### [AIM OF THE EXERCISE]
Copy each line of the data below with the word "last".
====================
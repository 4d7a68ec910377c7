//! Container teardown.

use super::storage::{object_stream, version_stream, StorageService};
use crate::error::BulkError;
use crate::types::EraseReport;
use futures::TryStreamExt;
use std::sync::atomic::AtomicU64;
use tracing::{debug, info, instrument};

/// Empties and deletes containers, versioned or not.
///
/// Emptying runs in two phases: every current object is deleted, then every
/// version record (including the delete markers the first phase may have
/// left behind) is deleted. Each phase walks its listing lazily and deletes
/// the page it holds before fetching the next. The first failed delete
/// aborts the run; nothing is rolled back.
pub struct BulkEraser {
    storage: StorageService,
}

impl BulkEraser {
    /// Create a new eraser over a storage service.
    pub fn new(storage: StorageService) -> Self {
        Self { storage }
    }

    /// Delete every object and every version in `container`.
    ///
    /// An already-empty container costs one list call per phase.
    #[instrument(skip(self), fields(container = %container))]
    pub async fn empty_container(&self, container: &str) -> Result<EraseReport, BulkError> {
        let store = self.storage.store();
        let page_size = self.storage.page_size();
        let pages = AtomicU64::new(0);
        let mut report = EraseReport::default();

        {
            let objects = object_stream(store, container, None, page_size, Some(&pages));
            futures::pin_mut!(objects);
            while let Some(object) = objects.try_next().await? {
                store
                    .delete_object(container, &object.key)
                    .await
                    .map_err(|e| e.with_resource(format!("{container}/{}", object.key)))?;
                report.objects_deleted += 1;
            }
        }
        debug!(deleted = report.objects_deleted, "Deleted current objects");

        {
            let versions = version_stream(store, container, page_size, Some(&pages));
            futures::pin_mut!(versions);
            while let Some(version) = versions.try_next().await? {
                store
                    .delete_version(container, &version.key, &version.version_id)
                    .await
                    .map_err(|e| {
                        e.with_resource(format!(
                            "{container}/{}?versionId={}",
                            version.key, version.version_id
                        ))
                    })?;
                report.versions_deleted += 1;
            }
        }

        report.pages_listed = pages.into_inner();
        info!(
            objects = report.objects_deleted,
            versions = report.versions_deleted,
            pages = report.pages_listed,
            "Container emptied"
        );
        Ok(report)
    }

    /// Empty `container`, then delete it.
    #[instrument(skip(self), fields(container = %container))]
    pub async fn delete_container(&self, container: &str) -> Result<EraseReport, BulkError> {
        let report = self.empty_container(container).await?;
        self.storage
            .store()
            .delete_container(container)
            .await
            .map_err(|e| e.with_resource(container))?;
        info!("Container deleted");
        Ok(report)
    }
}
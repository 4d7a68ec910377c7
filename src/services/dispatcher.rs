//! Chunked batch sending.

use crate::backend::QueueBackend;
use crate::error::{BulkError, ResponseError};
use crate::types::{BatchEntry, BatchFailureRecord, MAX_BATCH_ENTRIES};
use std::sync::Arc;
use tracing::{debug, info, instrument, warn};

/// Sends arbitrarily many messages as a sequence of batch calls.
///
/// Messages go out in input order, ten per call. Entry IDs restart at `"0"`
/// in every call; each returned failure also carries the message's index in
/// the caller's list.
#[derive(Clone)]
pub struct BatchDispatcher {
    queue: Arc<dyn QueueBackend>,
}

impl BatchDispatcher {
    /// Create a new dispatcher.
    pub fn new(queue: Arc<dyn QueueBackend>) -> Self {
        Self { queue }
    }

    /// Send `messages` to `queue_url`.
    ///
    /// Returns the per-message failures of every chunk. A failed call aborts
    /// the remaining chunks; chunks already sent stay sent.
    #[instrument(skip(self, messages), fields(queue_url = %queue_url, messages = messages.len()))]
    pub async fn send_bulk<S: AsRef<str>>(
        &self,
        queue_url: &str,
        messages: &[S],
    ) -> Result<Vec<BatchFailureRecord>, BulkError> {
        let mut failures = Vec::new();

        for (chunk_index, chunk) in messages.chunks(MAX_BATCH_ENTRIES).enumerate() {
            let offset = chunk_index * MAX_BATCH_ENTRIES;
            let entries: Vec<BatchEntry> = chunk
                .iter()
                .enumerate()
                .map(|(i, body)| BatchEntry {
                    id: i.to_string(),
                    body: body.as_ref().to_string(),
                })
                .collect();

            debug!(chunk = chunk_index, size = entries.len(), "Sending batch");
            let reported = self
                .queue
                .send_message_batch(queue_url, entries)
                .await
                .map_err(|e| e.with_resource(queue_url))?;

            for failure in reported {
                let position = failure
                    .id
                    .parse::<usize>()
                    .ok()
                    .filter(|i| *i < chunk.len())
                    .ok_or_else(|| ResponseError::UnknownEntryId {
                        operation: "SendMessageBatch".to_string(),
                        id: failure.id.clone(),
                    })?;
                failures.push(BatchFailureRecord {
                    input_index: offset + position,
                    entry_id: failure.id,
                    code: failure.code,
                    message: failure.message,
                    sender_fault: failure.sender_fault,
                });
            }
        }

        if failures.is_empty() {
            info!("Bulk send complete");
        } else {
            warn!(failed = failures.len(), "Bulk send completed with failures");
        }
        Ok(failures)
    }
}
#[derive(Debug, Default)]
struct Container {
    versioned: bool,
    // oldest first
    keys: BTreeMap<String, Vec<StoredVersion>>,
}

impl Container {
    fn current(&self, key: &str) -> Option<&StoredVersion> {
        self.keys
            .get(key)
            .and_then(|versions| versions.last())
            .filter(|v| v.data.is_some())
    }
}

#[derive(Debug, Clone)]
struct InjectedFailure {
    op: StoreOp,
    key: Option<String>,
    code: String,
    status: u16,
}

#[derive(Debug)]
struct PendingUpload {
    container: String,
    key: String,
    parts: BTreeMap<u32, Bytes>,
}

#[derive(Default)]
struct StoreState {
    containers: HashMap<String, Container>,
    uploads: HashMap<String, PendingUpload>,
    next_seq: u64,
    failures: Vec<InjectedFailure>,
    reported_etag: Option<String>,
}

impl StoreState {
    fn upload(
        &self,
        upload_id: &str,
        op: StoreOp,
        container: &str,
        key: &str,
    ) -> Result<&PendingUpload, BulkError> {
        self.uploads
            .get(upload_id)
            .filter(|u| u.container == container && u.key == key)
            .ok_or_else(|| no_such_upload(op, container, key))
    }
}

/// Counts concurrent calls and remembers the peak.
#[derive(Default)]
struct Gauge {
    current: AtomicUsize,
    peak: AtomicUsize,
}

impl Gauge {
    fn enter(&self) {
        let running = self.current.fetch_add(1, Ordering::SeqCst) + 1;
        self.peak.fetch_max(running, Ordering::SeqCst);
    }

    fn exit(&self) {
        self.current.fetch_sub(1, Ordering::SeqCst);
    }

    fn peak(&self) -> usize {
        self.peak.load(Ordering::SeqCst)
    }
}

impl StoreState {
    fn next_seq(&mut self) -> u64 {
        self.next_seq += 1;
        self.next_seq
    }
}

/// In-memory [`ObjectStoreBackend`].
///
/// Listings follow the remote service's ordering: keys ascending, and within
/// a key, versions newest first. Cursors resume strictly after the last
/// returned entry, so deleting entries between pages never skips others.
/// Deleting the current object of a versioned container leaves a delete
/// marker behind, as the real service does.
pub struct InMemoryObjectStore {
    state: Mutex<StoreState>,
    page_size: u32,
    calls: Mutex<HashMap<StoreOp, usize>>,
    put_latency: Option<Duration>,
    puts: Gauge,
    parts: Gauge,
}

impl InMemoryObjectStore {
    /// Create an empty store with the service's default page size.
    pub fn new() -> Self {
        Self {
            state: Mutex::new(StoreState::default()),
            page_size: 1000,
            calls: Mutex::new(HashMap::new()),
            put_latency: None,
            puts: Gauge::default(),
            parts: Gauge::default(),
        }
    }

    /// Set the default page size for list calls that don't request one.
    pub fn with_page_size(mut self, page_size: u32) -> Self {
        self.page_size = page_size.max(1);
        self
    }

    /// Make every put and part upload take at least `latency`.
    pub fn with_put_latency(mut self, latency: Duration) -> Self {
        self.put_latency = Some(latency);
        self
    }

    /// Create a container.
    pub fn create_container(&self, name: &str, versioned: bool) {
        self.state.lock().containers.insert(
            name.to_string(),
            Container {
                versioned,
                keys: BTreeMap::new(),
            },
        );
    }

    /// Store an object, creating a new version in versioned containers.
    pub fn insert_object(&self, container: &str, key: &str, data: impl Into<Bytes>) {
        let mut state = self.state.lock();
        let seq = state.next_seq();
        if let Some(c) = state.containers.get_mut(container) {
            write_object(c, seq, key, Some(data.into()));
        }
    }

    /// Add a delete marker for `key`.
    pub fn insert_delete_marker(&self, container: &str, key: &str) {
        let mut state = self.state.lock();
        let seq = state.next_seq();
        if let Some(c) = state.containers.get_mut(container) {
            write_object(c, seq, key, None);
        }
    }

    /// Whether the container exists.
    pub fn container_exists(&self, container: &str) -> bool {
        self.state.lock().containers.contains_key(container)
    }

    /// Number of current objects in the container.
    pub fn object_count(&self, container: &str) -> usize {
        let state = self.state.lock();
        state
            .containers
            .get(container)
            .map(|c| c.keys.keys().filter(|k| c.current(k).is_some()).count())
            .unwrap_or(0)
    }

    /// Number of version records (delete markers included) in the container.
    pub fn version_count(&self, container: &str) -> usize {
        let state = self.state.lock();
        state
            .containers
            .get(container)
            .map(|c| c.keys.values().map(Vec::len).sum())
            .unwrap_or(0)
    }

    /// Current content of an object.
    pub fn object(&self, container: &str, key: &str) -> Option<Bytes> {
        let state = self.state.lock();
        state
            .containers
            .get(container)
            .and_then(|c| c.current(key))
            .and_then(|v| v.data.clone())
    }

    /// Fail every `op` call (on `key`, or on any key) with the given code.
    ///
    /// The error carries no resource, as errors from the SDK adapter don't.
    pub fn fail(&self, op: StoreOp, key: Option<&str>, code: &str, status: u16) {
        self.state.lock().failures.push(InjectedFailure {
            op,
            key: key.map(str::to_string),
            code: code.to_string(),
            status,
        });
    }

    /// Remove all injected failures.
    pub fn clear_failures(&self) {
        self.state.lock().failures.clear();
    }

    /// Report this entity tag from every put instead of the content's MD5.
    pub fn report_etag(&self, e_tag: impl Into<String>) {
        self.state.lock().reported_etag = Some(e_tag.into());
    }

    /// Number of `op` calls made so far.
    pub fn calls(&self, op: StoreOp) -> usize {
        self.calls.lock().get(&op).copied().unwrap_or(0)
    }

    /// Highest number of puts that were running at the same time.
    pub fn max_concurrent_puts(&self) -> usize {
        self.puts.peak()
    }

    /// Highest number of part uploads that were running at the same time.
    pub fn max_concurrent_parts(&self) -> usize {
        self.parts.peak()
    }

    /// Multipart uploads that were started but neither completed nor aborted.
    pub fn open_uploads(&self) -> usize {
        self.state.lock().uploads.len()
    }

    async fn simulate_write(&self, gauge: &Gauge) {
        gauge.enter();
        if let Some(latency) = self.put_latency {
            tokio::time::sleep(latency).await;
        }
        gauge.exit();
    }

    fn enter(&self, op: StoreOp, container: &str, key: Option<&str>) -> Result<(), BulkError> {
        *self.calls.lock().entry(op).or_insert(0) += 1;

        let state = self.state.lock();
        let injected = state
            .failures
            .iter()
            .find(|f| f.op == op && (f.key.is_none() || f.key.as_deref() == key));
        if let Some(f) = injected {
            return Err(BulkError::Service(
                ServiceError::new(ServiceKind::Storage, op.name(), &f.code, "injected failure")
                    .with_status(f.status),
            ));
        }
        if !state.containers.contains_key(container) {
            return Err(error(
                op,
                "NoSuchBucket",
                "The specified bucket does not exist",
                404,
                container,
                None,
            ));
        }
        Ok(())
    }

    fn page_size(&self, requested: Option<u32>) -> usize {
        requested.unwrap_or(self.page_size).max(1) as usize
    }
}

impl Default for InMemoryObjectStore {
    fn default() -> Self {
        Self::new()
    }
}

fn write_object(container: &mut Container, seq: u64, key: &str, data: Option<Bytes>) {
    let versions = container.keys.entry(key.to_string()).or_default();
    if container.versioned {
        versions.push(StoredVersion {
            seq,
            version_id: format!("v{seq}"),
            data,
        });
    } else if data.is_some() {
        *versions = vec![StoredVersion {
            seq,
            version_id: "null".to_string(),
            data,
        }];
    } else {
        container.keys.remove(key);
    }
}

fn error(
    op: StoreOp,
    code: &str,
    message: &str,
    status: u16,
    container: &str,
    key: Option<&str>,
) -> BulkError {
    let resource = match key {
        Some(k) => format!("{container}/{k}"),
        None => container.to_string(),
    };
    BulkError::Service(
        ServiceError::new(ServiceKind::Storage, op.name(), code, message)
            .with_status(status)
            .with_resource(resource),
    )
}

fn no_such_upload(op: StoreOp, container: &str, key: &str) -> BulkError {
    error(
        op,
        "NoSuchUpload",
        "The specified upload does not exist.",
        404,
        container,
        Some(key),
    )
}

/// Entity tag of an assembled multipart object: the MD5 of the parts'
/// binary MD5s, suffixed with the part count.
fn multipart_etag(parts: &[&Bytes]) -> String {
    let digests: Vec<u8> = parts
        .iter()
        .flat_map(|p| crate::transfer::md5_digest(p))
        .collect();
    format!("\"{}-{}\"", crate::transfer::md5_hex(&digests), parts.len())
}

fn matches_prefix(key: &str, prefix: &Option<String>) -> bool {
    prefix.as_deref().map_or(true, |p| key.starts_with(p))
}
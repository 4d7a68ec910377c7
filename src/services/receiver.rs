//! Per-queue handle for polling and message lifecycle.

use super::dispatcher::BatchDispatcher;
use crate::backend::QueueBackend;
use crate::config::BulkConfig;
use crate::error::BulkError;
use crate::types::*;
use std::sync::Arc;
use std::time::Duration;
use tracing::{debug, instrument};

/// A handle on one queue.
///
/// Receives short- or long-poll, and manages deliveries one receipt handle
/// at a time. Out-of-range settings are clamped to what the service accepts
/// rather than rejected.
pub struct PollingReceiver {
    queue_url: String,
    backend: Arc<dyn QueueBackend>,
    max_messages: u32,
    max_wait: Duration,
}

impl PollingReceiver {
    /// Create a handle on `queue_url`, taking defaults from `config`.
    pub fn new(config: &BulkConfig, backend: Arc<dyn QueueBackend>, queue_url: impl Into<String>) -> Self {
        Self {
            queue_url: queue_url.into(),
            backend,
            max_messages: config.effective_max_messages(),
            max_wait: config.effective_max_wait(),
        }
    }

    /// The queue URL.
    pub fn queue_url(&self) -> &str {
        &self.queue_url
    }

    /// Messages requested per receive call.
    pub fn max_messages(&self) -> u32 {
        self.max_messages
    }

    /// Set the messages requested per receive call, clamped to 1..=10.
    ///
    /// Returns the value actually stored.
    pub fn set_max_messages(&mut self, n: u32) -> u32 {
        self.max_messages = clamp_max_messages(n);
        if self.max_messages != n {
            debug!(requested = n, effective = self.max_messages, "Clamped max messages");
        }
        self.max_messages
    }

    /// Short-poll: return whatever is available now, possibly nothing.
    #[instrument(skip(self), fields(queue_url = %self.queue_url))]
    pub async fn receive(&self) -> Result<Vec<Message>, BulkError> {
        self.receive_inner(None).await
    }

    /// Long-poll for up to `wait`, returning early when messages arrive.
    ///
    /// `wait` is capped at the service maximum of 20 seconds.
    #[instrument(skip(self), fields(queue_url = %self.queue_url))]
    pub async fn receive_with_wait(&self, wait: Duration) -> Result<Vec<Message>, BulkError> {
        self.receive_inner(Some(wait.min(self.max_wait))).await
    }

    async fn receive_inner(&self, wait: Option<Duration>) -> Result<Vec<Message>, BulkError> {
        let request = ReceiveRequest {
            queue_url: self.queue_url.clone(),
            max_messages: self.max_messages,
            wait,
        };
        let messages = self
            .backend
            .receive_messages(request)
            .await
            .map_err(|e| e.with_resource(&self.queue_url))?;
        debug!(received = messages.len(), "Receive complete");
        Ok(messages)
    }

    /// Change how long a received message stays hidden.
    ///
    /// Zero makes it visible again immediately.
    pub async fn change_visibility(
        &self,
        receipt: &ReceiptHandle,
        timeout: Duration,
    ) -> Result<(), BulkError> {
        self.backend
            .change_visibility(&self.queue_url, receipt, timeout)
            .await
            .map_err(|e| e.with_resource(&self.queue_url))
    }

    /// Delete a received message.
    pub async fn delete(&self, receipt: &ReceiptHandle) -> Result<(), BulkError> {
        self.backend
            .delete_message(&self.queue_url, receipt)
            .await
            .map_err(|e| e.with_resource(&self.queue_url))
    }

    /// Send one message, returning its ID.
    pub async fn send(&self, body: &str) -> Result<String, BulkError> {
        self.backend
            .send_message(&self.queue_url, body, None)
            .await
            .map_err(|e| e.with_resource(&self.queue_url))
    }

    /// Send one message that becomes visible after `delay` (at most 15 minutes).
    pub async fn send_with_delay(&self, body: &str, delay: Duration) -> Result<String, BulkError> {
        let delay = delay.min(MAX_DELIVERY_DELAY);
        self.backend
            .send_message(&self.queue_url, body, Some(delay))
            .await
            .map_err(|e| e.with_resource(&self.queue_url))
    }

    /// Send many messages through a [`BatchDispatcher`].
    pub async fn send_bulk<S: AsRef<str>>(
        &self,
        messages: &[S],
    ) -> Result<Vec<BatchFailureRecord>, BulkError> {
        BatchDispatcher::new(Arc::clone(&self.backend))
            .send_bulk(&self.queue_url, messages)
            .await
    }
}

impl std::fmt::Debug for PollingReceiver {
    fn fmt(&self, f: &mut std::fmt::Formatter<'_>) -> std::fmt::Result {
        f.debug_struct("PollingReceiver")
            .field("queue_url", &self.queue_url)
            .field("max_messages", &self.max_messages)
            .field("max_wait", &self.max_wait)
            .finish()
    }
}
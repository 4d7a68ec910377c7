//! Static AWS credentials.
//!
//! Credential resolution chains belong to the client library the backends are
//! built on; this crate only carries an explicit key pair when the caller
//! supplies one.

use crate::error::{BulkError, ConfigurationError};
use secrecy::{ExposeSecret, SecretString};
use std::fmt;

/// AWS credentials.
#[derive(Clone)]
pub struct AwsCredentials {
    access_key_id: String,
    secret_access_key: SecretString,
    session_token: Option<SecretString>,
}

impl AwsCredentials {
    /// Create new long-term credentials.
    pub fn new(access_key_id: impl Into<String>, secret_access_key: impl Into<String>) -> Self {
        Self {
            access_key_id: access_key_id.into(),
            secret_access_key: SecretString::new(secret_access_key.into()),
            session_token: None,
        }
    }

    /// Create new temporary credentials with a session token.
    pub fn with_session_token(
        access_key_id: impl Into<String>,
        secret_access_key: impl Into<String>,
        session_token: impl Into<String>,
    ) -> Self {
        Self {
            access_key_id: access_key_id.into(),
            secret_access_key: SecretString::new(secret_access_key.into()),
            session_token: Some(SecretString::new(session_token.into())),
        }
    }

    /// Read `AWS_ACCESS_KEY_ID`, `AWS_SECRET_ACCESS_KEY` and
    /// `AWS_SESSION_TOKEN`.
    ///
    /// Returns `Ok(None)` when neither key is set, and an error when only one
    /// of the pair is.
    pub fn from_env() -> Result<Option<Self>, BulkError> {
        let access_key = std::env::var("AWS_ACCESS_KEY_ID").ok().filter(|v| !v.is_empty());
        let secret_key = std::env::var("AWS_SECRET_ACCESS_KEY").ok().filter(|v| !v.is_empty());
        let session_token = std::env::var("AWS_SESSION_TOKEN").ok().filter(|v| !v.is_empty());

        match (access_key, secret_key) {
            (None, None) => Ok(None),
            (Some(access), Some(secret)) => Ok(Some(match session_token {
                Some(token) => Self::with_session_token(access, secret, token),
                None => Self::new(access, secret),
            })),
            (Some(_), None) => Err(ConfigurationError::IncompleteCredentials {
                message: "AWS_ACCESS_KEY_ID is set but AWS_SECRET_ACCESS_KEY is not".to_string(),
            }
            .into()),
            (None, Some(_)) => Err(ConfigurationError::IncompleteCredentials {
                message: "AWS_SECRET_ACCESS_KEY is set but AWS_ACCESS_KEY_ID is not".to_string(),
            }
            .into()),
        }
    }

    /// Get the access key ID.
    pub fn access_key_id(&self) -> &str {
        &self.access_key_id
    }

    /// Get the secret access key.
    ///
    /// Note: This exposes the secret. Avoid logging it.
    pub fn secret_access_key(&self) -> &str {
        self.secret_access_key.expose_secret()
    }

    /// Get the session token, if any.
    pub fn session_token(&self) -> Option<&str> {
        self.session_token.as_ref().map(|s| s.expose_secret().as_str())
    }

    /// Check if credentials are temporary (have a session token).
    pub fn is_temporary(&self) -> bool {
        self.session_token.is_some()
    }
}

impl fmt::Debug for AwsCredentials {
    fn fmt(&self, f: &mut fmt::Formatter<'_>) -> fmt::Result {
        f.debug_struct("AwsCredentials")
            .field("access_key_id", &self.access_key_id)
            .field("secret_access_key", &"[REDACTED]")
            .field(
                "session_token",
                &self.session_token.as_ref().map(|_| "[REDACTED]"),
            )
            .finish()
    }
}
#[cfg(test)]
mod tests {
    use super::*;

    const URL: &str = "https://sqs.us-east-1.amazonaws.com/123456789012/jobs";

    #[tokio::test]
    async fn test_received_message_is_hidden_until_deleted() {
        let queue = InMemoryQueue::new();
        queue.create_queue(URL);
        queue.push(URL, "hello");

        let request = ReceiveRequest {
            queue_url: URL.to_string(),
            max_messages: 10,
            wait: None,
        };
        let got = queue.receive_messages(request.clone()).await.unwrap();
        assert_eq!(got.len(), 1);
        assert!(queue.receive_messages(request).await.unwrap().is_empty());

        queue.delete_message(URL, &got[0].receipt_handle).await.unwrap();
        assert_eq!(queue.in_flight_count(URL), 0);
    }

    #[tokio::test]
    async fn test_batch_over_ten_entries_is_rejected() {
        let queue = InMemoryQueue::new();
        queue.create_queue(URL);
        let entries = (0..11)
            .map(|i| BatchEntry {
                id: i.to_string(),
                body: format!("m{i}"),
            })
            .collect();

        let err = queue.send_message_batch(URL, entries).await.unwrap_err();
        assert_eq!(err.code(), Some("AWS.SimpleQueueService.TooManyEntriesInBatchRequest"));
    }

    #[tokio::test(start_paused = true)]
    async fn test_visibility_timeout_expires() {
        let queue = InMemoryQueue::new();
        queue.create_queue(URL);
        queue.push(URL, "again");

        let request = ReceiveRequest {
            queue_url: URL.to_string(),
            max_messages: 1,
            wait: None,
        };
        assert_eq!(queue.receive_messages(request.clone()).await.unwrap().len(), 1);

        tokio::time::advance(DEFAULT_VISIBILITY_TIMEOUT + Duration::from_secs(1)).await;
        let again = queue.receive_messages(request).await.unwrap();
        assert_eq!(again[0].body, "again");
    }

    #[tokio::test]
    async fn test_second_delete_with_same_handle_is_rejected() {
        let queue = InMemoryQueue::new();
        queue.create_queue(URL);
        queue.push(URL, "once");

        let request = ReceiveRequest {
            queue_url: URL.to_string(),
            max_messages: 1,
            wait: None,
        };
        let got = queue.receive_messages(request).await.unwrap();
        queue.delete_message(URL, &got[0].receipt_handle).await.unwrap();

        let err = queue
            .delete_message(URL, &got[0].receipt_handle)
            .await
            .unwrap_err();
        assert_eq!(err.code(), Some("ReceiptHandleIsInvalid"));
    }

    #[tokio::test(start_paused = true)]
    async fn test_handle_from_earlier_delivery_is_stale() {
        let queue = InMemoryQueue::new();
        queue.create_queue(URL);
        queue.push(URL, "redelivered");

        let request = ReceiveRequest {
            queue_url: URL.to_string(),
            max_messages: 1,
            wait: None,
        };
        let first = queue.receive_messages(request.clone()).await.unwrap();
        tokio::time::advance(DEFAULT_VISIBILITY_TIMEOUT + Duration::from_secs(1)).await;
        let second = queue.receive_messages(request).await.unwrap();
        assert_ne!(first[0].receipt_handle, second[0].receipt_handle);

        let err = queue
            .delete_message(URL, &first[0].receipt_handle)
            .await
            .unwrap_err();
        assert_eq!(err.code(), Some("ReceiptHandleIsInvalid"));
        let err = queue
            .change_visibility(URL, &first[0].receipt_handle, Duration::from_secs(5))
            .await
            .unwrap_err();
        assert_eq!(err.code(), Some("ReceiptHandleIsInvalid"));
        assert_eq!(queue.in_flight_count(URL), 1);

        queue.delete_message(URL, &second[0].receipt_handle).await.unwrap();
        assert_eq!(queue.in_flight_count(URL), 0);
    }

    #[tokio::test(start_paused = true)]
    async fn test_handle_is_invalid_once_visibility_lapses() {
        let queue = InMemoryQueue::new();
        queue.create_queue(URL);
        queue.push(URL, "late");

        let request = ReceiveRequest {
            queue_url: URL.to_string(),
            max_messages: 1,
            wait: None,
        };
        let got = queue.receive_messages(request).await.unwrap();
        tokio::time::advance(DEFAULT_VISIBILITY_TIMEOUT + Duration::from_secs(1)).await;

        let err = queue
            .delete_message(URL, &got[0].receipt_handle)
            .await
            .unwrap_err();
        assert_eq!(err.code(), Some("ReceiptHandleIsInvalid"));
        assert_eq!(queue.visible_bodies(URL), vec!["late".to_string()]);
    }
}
====================
### [ANSWER SPACE]
            .and_then(|versions| versions.last())
/// a key, versions newest first. Cursors resume strictly after the last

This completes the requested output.